[EXERCISE GOAL]
Write out the data in full, exactly as shown.

------------------------------------------------------------

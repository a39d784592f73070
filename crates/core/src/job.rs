// SPDX-License-Identifier: BUSL-1.1
// Copyright (c) 2026 Alfred Jean LLC

//! Job identifier, kind, state machine and result vocabulary (spec §3, §4.4).

use serde::{Deserialize, Serialize};
use std::sync::atomic::{AtomicU64, Ordering};

/// Strictly increasing, process-unique job identifier.
///
/// Unlike the nanoid-style ids used elsewhere in the system, job ids are a
/// plain counter: the spec requires `next_job_id` to be "strictly increasing
/// and never reused" (§3), which a random id cannot demonstrate as cheaply
/// to a reader or a test.
#[derive(Debug, Clone, Copy, PartialEq, Eq, PartialOrd, Ord, Hash, Serialize, Deserialize)]
#[serde(transparent)]
pub struct JobId(pub u64);

impl std::fmt::Display for JobId {
    fn fmt(&self, f: &mut std::fmt::Formatter<'_>) -> std::fmt::Result {
        write!(f, "{}", self.0)
    }
}

/// Generator for [`JobId`] values. One per orchestrator instance.
#[derive(Debug, Default)]
pub struct JobIdGen(AtomicU64);

impl JobIdGen {
    pub fn new() -> Self {
        Self(AtomicU64::new(1))
    }

    /// Allocate the next id. Never returns the same value twice.
    pub fn next(&self) -> JobId {
        JobId(self.0.fetch_add(1, Ordering::Relaxed))
    }
}

/// Closed set of job variants (spec §3: "closed variant set, initially
/// `{IsolateAll}`").
#[derive(Debug, Clone, Copy, PartialEq, Eq, Serialize, Deserialize)]
pub enum JobKind {
    IsolateAll,
}

crate::simple_display! {
    JobKind {
        IsolateAll => "isolate_all",
    }
}

/// Job lifecycle state (spec §4.4 state machine table).
#[derive(Debug, Clone, Copy, PartialEq, Eq, Serialize, Deserialize)]
pub enum JobState {
    Waiting,
    Running,
    Finished,
}

crate::simple_display! {
    JobState {
        Waiting => "waiting",
        Running => "running",
        Finished => "finished",
    }
}

impl JobState {
    /// Whether `self -> next` is a transition the state machine allows.
    pub fn can_transition_to(self, next: JobState) -> bool {
        matches!(
            (self, next),
            (JobState::Waiting, JobState::Running) | (JobState::Running, JobState::Finished)
        )
    }
}

/// Terminal outcome of a job (spec §9 "Open question — result string domain").
///
/// The source only ever assigned `Done`; this implementation commits to the
/// full superset as the wire contract, per the spec's recommendation.
/// `rename_all = "lowercase"` keeps `serde`'s rendering the same as
/// [`std::fmt::Display`] below (`"done"`, `"cancelled"`, ...), so the two
/// never drift: whichever one a call site reaches for, the wire token is
/// the same.
#[derive(Debug, Clone, Copy, PartialEq, Eq, Serialize, Deserialize)]
#[serde(rename_all = "lowercase")]
pub enum JobResult {
    Done,
    Cancelled,
    Failed,
    Timeout,
}

crate::simple_display! {
    JobResult {
        Done => "done",
        Cancelled => "cancelled",
        Failed => "failed",
        Timeout => "timeout",
    }
}

/// Object path for a job, `/org/…/jobs/<id>` (spec §3).
pub fn job_object_path(id: JobId) -> String {
    format!("/org/orch/jobs/{id}")
}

------------------------------------------------------------

[ANSWER BOX]
repository a39d784592f73070
filename crates/core/src/job.rs
// SPDX-License-Identifier: BUSL-1.1
// Copyright (c) 2026 Alfred Jean LLC

//! Job identifier, kind, state machine and result vocabulary (spec §3, §4.4).

use serde::{Deserialize, Serialize};
use std::sync::atomic::{AtomicU64, Ordering};

/// Strictly increasing, process-unique job identifier.
///
/// Unlike the nanoid-style ids used elsewhere in the system, job ids are a
/// plain counter: the spec requires `next_job_id` to be "strictly increasing
/// and never reused" (§3), which a random id cannot demonstrate as cheaply
/// to a reader or a test.
#[derive(Debug, Clone, Copy, PartialEq, Eq, PartialOrd, Ord, Hash, Serialize, Deserialize)]
#[serde(transparent)]
pub struct JobId(pub u64);

impl std::fmt::Display for JobId {
    fn fmt(&self, f: &mut std::fmt::Formatter<'_>) -> std::fmt::Result {
        write!(f, "{}", self.0)
    }
}

/// Generator for [`JobId`] values. One per orchestrator instance.
#[derive(Debug, Default)]
pub struct JobIdGen(AtomicU64);

impl JobIdGen {
    pub fn new() -> Self {
        Self(AtomicU64::new(1))
    }

    /// Allocate the next id. Never returns the same value twice.
    pub fn next(&self) -> JobId {
        JobId(self.0.fetch_add(1, Ordering::Relaxed))
    }
}

/// Closed set of job variants (spec §3: "closed variant set, initially
/// `{IsolateAll}`").
#[derive(Debug, Clone, Copy, PartialEq, Eq, Serialize, Deserialize)]
pub enum JobKind {
    IsolateAll,
}

crate::simple_display! {
    JobKind {
        IsolateAll => "isolate_all",
    }
}

/// Job lifecycle state (spec §4.4 state machine table).
#[derive(Debug, Clone, Copy, PartialEq, Eq, Serialize, Deserialize)]
pub enum JobState {
    Waiting,
    Running,
    Finished,
}

crate::simple_display! {
    JobState {
        Waiting => "waiting",
        Running => "running",
        Finished => "finished",
    }
}

impl JobState {
    /// Whether `self -> next` is a transition the state machine allows.
    pub fn can_transition_to(self, next: JobState) -> bool {
        matches!(
            (self, next),
            (JobState::Waiting, JobState::Running) | (JobState::Running, JobState::Finished)
        )
    }
}

/// Terminal outcome of a job (spec §9 "Open question — result string domain").
///
/// The source only ever assigned `Done`; this implementation commits to the
/// full superset as the wire contract, per the spec's recommendation.
/// `rename_all = "lowercase"` keeps `serde`'s rendering the same as
/// [`std::fmt::Display`] below (`"done"`, `"cancelled"`, ...), so the two
/// never drift: whichever one a call site reaches for, the wire token is
/// the same.
#[derive(Debug, Clone, Copy, PartialEq, Eq, Serialize, Deserialize)]
#[serde(rename_all = "lowercase")]
pub enum JobResult {
    Done,
    Cancelled,
    Failed,
    Timeout,
}

crate::simple_display! {
    JobResult {
        Done => "done",
        Cancelled => "cancelled",
        Failed => "failed",
        Timeout => "timeout",
    }
}

/// Object path for a job, `/org/…/jobs/<id>` (spec §3).
pub fn job_object_path(id: JobId) -> String {
    format!("/org/orch/jobs/{id}")
}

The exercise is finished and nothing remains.